== Records shown
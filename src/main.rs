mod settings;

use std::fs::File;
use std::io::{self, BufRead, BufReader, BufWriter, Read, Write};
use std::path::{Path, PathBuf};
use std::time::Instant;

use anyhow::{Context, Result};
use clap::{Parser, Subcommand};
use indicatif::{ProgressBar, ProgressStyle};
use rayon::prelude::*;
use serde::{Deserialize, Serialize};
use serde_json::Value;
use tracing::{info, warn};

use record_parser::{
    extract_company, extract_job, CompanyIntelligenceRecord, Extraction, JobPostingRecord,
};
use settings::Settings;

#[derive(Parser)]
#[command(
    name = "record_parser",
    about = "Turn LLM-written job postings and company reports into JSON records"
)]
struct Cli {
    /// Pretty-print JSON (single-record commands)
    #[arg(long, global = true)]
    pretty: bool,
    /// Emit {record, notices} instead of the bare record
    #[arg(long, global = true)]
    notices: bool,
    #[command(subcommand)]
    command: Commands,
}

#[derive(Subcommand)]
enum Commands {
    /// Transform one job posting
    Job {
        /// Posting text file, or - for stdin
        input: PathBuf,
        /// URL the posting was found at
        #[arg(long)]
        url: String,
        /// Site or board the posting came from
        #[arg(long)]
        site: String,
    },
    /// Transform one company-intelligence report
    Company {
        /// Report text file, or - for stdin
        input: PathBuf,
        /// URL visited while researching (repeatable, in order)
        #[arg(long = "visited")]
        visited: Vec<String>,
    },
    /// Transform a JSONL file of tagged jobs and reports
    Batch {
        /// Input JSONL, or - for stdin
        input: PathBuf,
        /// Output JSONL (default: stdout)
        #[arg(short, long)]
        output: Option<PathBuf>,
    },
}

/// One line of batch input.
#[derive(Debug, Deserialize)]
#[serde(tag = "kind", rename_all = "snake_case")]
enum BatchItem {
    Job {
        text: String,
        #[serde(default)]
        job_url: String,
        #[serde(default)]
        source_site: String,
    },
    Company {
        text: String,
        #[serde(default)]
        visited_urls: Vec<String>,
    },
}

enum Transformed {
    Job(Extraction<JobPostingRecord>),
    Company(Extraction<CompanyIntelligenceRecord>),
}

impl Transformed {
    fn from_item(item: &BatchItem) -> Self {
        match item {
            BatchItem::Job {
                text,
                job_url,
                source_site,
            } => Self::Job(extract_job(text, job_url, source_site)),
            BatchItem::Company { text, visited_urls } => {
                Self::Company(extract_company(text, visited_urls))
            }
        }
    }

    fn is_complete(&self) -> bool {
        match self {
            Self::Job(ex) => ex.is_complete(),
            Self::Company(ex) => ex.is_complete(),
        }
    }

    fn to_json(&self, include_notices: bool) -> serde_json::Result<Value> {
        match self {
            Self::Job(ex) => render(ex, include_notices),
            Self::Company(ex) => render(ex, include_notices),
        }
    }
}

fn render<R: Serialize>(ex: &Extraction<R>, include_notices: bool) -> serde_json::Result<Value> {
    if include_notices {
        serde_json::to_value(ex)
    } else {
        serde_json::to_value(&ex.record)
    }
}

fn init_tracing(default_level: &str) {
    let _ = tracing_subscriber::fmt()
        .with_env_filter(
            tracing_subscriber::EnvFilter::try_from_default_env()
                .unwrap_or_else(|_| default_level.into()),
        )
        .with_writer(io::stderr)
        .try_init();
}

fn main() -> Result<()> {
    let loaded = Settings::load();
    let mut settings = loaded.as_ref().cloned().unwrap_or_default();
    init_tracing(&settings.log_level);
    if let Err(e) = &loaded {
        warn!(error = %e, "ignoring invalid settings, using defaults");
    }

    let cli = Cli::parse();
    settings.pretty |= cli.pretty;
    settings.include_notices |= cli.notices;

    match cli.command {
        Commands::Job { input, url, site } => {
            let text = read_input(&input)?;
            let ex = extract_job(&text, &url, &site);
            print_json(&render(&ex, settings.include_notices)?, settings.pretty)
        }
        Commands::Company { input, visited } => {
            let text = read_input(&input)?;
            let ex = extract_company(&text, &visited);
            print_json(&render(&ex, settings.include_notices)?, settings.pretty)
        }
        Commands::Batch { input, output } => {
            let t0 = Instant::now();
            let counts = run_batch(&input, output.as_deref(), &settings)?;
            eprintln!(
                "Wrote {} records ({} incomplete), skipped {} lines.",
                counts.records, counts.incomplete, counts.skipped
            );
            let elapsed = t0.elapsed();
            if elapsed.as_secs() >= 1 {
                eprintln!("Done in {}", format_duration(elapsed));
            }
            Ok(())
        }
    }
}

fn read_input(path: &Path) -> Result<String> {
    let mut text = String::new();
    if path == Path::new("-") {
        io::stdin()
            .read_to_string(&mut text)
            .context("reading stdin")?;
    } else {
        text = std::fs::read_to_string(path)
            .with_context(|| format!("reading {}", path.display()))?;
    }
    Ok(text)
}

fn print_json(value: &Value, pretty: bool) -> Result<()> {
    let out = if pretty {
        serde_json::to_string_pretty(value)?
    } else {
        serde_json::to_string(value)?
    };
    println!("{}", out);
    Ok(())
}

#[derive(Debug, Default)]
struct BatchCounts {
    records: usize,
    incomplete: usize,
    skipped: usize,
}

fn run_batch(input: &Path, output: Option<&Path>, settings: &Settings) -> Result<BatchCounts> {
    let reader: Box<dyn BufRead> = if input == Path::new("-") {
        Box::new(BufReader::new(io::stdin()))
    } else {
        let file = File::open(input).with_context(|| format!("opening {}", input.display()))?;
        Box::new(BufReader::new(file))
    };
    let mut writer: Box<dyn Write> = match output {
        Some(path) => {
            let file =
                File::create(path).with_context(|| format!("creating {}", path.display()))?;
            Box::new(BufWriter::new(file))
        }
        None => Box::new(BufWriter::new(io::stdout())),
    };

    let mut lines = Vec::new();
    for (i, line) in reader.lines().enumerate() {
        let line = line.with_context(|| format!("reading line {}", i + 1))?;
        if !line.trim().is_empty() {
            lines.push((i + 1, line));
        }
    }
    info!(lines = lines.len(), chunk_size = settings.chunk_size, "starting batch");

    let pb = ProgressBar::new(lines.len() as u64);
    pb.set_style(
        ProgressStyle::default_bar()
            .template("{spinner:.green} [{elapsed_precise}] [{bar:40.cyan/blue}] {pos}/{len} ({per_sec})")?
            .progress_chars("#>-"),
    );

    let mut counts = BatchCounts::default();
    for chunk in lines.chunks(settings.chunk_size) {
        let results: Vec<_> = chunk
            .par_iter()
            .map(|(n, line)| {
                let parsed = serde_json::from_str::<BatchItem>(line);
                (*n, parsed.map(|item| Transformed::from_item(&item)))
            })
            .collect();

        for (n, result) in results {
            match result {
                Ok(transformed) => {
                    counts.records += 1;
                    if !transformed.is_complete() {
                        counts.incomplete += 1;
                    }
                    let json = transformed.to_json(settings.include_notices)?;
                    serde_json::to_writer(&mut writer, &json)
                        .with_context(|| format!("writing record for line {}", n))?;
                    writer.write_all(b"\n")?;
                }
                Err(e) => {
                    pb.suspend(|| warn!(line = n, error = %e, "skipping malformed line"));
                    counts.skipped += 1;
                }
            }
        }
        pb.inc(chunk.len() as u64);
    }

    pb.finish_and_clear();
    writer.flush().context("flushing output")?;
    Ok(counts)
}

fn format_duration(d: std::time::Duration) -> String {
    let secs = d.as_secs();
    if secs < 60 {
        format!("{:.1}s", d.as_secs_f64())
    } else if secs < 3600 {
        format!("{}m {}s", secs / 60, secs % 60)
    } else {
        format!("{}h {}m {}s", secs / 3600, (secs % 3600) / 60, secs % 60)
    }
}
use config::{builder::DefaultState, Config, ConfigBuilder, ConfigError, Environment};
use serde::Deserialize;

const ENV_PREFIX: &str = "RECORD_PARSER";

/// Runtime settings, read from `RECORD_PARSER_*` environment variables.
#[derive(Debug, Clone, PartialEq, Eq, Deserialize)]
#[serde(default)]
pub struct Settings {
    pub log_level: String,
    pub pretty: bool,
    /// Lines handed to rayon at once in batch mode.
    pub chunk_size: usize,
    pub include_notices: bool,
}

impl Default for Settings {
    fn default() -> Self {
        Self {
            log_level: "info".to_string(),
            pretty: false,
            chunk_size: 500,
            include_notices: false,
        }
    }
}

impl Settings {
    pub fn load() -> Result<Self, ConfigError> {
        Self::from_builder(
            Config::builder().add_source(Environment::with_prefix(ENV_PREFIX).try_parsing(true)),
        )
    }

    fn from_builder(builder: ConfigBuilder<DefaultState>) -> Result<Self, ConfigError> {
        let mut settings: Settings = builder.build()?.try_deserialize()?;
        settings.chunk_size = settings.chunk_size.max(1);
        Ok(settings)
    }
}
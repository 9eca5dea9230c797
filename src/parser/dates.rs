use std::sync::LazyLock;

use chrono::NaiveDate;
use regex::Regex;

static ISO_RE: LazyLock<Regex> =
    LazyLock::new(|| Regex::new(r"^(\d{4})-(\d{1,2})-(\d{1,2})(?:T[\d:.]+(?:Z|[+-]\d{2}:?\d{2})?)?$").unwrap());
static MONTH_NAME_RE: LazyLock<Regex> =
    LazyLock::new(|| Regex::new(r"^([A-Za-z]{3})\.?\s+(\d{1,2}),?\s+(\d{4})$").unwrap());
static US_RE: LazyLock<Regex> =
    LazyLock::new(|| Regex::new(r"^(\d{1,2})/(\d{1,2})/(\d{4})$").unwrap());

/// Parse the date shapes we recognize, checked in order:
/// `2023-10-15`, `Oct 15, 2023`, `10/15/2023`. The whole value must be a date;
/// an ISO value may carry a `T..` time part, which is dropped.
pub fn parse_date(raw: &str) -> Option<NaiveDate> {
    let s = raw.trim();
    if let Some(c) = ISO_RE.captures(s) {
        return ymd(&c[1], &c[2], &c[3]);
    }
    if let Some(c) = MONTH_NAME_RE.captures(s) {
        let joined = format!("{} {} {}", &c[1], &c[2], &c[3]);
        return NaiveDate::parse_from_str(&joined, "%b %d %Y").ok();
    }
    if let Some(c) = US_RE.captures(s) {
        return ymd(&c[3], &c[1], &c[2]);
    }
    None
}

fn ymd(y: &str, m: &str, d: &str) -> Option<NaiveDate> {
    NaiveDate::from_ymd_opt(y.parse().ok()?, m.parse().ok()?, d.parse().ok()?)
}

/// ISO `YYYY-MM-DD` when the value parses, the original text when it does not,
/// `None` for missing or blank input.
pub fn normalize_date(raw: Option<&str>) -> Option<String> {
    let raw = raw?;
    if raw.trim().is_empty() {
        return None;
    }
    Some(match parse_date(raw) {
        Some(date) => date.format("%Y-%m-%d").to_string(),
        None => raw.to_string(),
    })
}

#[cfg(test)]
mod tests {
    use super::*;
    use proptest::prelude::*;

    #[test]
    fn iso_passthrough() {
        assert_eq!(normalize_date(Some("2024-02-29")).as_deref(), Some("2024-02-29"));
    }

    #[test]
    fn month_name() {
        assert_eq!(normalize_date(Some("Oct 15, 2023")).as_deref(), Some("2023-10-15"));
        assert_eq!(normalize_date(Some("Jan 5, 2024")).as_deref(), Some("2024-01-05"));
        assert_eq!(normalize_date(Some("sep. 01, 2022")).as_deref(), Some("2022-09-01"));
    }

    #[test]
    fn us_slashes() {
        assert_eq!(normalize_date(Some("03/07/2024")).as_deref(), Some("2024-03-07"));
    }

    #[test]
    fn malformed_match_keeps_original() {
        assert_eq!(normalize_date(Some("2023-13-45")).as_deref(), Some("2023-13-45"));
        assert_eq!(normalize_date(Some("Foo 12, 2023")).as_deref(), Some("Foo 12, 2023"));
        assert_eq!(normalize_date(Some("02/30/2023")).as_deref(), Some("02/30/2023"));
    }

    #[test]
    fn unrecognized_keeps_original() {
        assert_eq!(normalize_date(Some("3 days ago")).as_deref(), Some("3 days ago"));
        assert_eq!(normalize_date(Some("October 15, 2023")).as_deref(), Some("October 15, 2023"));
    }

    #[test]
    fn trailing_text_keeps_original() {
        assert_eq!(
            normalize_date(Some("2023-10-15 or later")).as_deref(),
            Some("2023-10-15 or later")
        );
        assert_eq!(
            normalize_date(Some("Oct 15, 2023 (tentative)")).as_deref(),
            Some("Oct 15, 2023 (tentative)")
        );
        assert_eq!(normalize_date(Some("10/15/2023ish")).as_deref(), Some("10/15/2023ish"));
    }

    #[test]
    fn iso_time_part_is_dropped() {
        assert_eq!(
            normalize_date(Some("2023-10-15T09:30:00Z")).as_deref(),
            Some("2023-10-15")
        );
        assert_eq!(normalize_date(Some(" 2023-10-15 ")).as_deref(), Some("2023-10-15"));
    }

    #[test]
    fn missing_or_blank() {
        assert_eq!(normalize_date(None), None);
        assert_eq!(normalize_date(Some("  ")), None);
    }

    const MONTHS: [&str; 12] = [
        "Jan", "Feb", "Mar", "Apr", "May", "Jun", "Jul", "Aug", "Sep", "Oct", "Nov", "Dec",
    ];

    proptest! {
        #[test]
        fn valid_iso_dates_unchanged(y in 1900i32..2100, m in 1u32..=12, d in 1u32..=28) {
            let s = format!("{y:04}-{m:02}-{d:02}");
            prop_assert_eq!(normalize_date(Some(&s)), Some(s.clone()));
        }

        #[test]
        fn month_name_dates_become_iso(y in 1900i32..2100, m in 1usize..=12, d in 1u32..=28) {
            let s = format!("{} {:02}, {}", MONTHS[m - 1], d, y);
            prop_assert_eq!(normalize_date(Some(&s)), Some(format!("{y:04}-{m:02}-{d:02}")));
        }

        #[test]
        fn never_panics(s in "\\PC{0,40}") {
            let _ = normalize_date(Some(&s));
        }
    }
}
====
Exercise directions:
Starting at the top of the data above, repeat every line exactly until the line containing "of batch input." has been given, then stop.

Task solution:
filename src/main.rs
mod settings;

use std::fs::File;
use std::io::{self, BufRead, BufReader, BufWriter, Read, Write};
use std::path::{Path, PathBuf};
use std::time::Instant;

use anyhow::{Context, Result};
use clap::{Parser, Subcommand};
use indicatif::{ProgressBar, ProgressStyle};
use rayon::prelude::*;
use serde::{Deserialize, Serialize};
use serde_json::Value;
use tracing::{info, warn};

use record_parser::{
    extract_company, extract_job, CompanyIntelligenceRecord, Extraction, JobPostingRecord,
};
use settings::Settings;

#[derive(Parser)]
#[command(
    name = "record_parser",
    about = "Turn LLM-written job postings and company reports into JSON records"
)]
struct Cli {
    /// Pretty-print JSON (single-record commands)
    #[arg(long, global = true)]
    pretty: bool,
    /// Emit {record, notices} instead of the bare record
    #[arg(long, global = true)]
    notices: bool,
    #[command(subcommand)]
    command: Commands,
}

#[derive(Subcommand)]
enum Commands {
    /// Transform one job posting
    Job {
        /// Posting text file, or - for stdin
        input: PathBuf,
        /// URL the posting was found at
        #[arg(long)]
        url: String,
        /// Site or board the posting came from
        #[arg(long)]
        site: String,
    },
    /// Transform one company-intelligence report
    Company {
        /// Report text file, or - for stdin
        input: PathBuf,
        /// URL visited while researching (repeatable, in order)
        #[arg(long = "visited")]
        visited: Vec<String>,
    },
    /// Transform a JSONL file of tagged jobs and reports
    Batch {
        /// Input JSONL, or - for stdin
        input: PathBuf,
        /// Output JSONL (default: stdout)
        #[arg(short, long)]
        output: Option<PathBuf>,
    },
}

/// One line of batch input.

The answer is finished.